Do your tenants meet your core values?
We recently welcomed a business consultant by the name of Gary Harper into our office. Gary is with Sharper Business Solutions, and He and his wonder wife Susan, helped us with a number of things ranging from writing out a vision for our company to properly defining all of our departments. They also helped us set up an accountability chart for those departments, and they helped us map out the processes for the major procedural things we do. The purpose of mapping a process is to give you a birds-eye view of all the things you do to get from, say, a seller phone call to putting the property under contract.
Having this birds-eye view of how your company works is huge. It allows you to see inconsistencies and eliminate waste, thus streamlining how you do business. The added bonus to process mapping is that it shows you where you need to write standard operating procedures. Once you accomplish this task, you have an efficient way to train new employees and scale your business.
On the first day, Gary and Susan did an exercise with us that I’d like to share with you. It goes like this:
I want you to choose three people who have had an impact on you and who you feel would allow you to dominate your industry if you added them to your company. Also, make sure these three individuals are people you’ve had personal contact with.
Next, write their names across a piece of paper. Under each name, write three to seven traits that makes you admire that person. You should have no more than 21 attributes when you finish.

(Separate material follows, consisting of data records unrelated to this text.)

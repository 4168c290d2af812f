//! Query classification and routing for KisaanMitra.
//!
//! Handles:
//! - Explicit agent prefixes (`@MIA what is the wheat price?`)
//! - Deciding which agent answers an utterance, and with what reply
//!
//! Rules are evaluated in a fixed order and the first match wins:
//! 1. fraud/safety override (beats explicit routing)
//! 2. explicit target
//! 3. keyword inference (agronomy, then market, then finance)
//! 4. master fallback

use regex::Regex;
use std::sync::Arc;

use super::message::Status;
use crate::agent::{AgentCatalog, AgentId};

/// Credential-like tokens that trigger the fraud override. They match whole
/// words only (plurals included), so "spinach" or "shipping" never fire.
pub const FRAUD_TOKENS: [&str; 3] = ["pin", "password", "otp"];

const FRAUD_WARNING: &str = "FRAUD ALERT: Never share your OTP, PIN, CVV or password with anyone. Bank and government staff will never ask for them by phone or SMS. If someone has asked, treat it as a scam, block the caller and report it on the 1930 cyber fraud helpline.";
const FRAUD_CONFIDENCE: u8 = 95;

/// Keyword families in scan order. Ties resolve by position in this table.
const KEYWORD_FAMILIES: [(AgentId, &[&str]); 3] = [
    (
        AgentId::Gaa,
        &["crop", "disease", "pest", "leaf", "yield", "soil"],
    ),
    (AgentId::Mia, &["price", "market", "mandi", "sell"]),
    (AgentId::Fia, &["loan", "credit", "kcc", "subsidy"]),
];

/// Which rule produced a classification.
#[derive(Debug, Clone, Copy, PartialEq, Eq)]
pub enum Rule {
    FraudOverride,
    ExplicitTarget,
    Keyword,
    Fallback,
}

/// Outcome of classifying one utterance.
#[derive(Debug, Clone, PartialEq)]
pub struct ClassificationResult {
    pub agent: AgentId,
    pub content: String,
    pub status: Status,
    pub confidence: u8,
    pub rule: Rule,
}

/// Pure, deterministic utterance classifier.
#[derive(Debug, Clone)]
pub struct Classifier {
    catalog: Arc<AgentCatalog>,
}

impl Classifier {
    pub fn new(catalog: Arc<AgentCatalog>) -> Self {
        Self { catalog }
    }

    pub fn catalog(&self) -> &AgentCatalog {
        &self.catalog
    }

    /// Decide which agent answers `utterance`.
    ///
    /// `target` is a raw agent id; unknown values fall through to keyword
    /// inference without error.
    pub fn classify(&self, utterance: &str, target: Option<&str>) -> ClassificationResult {
        let text = utterance.to_lowercase();

        if mentions_credentials(&text) {
            return ClassificationResult {
                agent: AgentId::Fia,
                content: FRAUD_WARNING.to_string(),
                status: Status::Danger,
                confidence: FRAUD_CONFIDENCE,
                rule: Rule::FraudOverride,
            };
        }

        if let Some(agent) = target.and_then(|t| self.catalog.resolve(t)) {
            return self.from_template(agent, Rule::ExplicitTarget);
        }

        for (agent, keywords) in KEYWORD_FAMILIES.iter() {
            if keywords.iter().any(|k| text.contains(k)) {
                return self.from_template(*agent, Rule::Keyword);
            }
        }

        self.from_template(AgentId::Master, Rule::Fallback)
    }

    fn from_template(&self, agent: AgentId, rule: Rule) -> ClassificationResult {
        match self.catalog.template(agent) {
            Some(t) => ClassificationResult {
                agent,
                content: t.content.clone(),
                status: t.status,
                confidence: t.confidence,
                rule,
            },
            // Only reachable with a catalog missing entries.
            None => ClassificationResult {
                agent,
                content: format!("{} has received your question.", agent),
                status: Status::Success,
                confidence: 50,
                rule,
            },
        }
    }
}

/// True if any word of `text` (already lower-cased) is a fraud token.
fn mentions_credentials(text: &str) -> bool {
    text.split(|c: char| !c.is_alphanumeric())
        .filter(|w| !w.is_empty())
        .any(|word| {
            let singular = word.strip_suffix('s').unwrap_or(word);
            FRAUD_TOKENS.contains(&word) || FRAUD_TOKENS.contains(&singular)
        })
}

impl Default for Classifier {
    fn default() -> Self {
        Self::new(Arc::new(AgentCatalog::standard()))
    }
}

/// Parse an explicit agent prefix.
///
/// Returns the raw target and the remaining text if the message starts with
/// `@target `. The target is not validated here.
///
/// # Examples
///
/// ```
/// use kisaanmitra::core::routing::parse_agent_routing;
///
/// let (agent, message) = parse_agent_routing("@mia wheat price today").unwrap();
/// assert_eq!(agent, "MIA");
/// assert_eq!(message, "wheat price today");
/// ```
pub fn parse_agent_routing(message: &str) -> Option<(String, String)> {
    let re = Regex::new(r"^\s*@(\w+)\s+([\s\S]+)$").ok()?;

    let caps = re.captures(message)?;
    let agent_id = caps.get(1)?.as_str().to_uppercase();
    let remaining = caps.get(2)?.as_str().trim();

    Some((agent_id, remaining.to_string()))
}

You’ll notice something interesting when you do this. These three people will likely share many of the same qualities. As a matter of fact, you should be able to combine the 21 attributes into three to seven values.
The last question you ask is, “Which of these values can you budge on?” In other words, if one of our employees violated any of these values, would they still be allowed to work for you?
Strike from the list any value that isn’t an absolute must for employment. In other words, get rid of anything you’re not willing to fire someone for.
The resulting qualities are called your core values.
Defining these core values is huge because it sets the tone and standard for your company and gives you a way to evaluate who you bring into your team. Once everyone shares the same core values, it will make for a more harmonious work environment. And you will notice that if someone is lacking one of those core values, it will cause discord and unease.
We recently had to let someone go because they didn’t possess one of our values. Once they were terminated, morale improved, and productivity increased. I didn’t realize just how much one person could poison our company well.
Now, as a landlord, you have employees you may not view as such. They are the tenants you’ve hired to live in your houses and take care of them.
We always tell our tenants we’re hiring them for four things. No. 1. is to take care of the property. No. 2. is to pay on time. No. 3. is to be easy to work with by maintaining good communication and being respectful. And No. 4. is be a good neighbor.
Having Gary and Susan help us define our company core values made me realize that the above list represents our tenant core values. And every time we’ve had tenant troubles, it was because they violated one of those values.
Oftentimes, that meant it was time fire them and hire someone who shared our values. And just like with the employees in our company, when all the tenants share our core values, it makes for a more enjoyable environment.
If we allow someone to stay that does not possess our tenant core values, we are poisoning our rental well.